**TASK DIRECTIONS**: Find the line with "The default ignore" in the entries below, then reproduce it and every line after it down to and including the line with "into path predicates.", exactly.

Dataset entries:
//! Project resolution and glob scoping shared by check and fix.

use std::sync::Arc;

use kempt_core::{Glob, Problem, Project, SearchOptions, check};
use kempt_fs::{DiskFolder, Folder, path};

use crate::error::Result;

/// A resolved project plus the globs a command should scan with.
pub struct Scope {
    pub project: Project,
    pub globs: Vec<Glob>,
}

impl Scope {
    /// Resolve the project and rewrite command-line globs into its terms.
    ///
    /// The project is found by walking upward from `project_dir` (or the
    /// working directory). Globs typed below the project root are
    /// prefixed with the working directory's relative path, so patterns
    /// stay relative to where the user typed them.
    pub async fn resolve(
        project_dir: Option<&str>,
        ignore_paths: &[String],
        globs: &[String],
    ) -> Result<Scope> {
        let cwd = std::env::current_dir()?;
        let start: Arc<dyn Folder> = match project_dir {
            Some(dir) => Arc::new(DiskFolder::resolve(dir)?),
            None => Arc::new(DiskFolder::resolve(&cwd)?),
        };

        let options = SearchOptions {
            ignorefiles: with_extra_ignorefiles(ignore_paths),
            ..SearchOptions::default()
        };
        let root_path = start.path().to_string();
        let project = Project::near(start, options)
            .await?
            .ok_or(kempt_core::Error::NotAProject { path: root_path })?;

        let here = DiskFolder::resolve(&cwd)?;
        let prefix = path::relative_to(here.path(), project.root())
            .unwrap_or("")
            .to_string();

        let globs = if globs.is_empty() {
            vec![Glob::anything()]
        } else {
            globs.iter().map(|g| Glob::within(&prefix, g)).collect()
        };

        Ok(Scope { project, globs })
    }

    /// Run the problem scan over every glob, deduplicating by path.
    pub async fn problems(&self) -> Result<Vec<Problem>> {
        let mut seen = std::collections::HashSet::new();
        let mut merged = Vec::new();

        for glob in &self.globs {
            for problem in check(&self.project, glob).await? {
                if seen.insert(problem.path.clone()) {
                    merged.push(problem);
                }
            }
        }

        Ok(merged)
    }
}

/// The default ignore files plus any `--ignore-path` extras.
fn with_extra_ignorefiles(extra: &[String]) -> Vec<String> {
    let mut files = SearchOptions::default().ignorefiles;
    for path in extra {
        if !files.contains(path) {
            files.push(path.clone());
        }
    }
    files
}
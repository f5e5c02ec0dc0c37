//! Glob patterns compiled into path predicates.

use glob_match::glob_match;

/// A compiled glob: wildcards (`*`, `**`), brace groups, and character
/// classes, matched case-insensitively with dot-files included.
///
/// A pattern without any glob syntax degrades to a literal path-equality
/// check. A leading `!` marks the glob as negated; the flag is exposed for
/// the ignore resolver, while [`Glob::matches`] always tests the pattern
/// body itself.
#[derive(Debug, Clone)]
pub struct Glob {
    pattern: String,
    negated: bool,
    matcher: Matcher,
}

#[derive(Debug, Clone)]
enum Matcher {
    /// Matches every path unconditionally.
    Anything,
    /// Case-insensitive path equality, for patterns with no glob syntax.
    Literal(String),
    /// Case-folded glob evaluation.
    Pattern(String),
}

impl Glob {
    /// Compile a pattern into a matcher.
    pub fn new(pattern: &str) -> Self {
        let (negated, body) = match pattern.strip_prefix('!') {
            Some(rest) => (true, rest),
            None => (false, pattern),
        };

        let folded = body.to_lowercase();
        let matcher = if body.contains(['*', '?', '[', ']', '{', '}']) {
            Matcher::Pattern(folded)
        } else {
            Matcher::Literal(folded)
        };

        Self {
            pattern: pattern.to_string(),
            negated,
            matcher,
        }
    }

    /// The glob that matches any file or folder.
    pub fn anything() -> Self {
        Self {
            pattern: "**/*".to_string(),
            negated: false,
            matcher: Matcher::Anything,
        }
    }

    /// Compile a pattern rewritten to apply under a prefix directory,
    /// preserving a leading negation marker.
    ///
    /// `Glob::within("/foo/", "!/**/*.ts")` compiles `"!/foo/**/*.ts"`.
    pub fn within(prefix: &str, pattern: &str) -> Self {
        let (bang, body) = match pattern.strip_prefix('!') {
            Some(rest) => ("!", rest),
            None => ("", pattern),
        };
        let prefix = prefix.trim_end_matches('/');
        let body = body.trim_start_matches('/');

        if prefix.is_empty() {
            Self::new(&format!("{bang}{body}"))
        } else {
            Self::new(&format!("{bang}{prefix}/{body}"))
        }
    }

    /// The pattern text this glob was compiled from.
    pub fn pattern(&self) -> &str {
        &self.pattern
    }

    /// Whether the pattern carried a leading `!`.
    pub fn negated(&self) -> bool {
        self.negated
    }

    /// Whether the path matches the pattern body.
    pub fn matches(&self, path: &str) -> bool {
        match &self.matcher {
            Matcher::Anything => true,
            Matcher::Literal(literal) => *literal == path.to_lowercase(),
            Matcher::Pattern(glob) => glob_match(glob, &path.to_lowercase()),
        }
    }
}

--

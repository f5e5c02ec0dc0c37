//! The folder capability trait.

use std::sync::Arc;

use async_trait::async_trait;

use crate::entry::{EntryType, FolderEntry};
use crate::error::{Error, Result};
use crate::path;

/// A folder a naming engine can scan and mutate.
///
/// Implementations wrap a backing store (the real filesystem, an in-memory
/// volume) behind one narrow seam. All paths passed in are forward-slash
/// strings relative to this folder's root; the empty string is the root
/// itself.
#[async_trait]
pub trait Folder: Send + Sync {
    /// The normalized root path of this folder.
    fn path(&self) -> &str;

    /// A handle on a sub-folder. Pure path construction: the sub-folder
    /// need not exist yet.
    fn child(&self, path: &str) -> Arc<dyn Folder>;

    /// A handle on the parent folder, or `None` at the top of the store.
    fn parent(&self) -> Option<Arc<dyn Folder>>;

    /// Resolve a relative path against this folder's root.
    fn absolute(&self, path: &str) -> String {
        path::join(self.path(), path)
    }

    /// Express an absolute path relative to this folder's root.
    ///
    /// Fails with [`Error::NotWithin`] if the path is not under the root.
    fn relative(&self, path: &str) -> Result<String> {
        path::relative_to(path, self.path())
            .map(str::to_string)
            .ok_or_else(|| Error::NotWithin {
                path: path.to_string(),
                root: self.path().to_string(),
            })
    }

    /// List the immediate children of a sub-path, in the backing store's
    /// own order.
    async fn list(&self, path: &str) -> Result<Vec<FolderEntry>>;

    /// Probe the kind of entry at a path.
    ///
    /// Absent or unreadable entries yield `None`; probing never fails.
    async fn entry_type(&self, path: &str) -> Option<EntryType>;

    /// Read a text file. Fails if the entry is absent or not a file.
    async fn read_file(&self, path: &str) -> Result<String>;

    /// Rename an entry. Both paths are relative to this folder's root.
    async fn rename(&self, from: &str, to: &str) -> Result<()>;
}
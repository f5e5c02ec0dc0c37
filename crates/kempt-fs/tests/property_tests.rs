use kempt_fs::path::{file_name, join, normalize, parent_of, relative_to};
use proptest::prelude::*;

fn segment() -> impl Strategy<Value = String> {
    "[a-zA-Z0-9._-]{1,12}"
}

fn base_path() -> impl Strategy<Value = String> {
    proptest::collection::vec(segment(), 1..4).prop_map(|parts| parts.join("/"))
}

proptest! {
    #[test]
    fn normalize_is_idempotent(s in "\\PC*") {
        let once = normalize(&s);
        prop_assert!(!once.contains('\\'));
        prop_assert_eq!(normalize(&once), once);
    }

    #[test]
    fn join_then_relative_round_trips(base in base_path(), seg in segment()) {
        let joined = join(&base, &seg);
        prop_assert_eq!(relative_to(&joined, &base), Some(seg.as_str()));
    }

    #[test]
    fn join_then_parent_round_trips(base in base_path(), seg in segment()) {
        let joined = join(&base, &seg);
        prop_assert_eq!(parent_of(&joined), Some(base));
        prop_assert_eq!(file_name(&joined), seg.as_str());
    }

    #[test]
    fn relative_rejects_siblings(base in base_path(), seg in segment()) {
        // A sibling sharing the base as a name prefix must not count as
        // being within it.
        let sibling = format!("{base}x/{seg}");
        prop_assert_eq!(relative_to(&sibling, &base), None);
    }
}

* * *

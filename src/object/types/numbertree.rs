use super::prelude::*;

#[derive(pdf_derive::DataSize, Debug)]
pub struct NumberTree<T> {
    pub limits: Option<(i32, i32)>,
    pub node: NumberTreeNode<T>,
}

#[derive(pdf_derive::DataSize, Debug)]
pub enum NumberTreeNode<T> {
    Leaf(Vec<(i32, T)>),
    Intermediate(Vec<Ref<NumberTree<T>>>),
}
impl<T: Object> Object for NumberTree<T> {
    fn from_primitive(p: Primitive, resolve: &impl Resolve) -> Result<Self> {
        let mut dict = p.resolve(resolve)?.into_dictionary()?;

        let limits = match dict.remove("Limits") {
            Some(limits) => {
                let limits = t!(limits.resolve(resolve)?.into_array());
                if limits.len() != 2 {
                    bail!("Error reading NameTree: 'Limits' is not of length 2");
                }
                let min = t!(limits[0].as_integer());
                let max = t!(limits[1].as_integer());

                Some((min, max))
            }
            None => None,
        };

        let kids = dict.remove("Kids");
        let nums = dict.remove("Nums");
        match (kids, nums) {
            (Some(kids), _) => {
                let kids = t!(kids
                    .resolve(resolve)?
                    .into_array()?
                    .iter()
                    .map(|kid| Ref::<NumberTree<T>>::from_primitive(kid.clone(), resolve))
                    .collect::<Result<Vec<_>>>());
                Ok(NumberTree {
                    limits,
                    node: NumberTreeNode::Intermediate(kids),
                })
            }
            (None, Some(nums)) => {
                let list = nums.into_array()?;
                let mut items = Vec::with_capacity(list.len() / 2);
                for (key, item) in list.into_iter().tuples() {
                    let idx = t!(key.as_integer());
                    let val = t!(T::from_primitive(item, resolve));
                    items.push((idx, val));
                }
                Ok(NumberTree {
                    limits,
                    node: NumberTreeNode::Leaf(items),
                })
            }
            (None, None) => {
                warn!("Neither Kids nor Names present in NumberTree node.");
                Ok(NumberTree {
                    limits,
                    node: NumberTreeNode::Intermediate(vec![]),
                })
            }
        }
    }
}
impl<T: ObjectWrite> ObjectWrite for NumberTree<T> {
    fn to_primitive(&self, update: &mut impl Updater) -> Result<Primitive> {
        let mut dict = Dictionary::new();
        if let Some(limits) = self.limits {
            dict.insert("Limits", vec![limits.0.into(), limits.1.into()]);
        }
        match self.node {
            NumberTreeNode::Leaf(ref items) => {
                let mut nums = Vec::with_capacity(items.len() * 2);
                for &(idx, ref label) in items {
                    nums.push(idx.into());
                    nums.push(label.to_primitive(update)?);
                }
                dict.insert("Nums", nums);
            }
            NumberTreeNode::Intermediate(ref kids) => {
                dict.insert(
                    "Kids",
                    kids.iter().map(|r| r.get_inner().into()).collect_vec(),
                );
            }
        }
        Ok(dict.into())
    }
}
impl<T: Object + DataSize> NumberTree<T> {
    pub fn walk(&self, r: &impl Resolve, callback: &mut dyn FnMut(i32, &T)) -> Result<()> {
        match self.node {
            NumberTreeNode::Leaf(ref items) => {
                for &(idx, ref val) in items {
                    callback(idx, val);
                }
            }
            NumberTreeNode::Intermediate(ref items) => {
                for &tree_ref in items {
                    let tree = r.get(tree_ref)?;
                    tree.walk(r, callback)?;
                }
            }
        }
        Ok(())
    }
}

**TASK SOLUTION**:
/// The default ignore files plus any `--ignore-path` extras.
fn with_extra_ignorefiles(extra: &[String]) -> Vec<String> {
    let mut files = SearchOptions::default().ignorefiles;
    for path in extra {
        if !files.contains(path) {
            files.push(path.clone());
        }
    }
    files
}
repository f5e5c02ec0dc0c37
//! Glob patterns compiled into path predicates.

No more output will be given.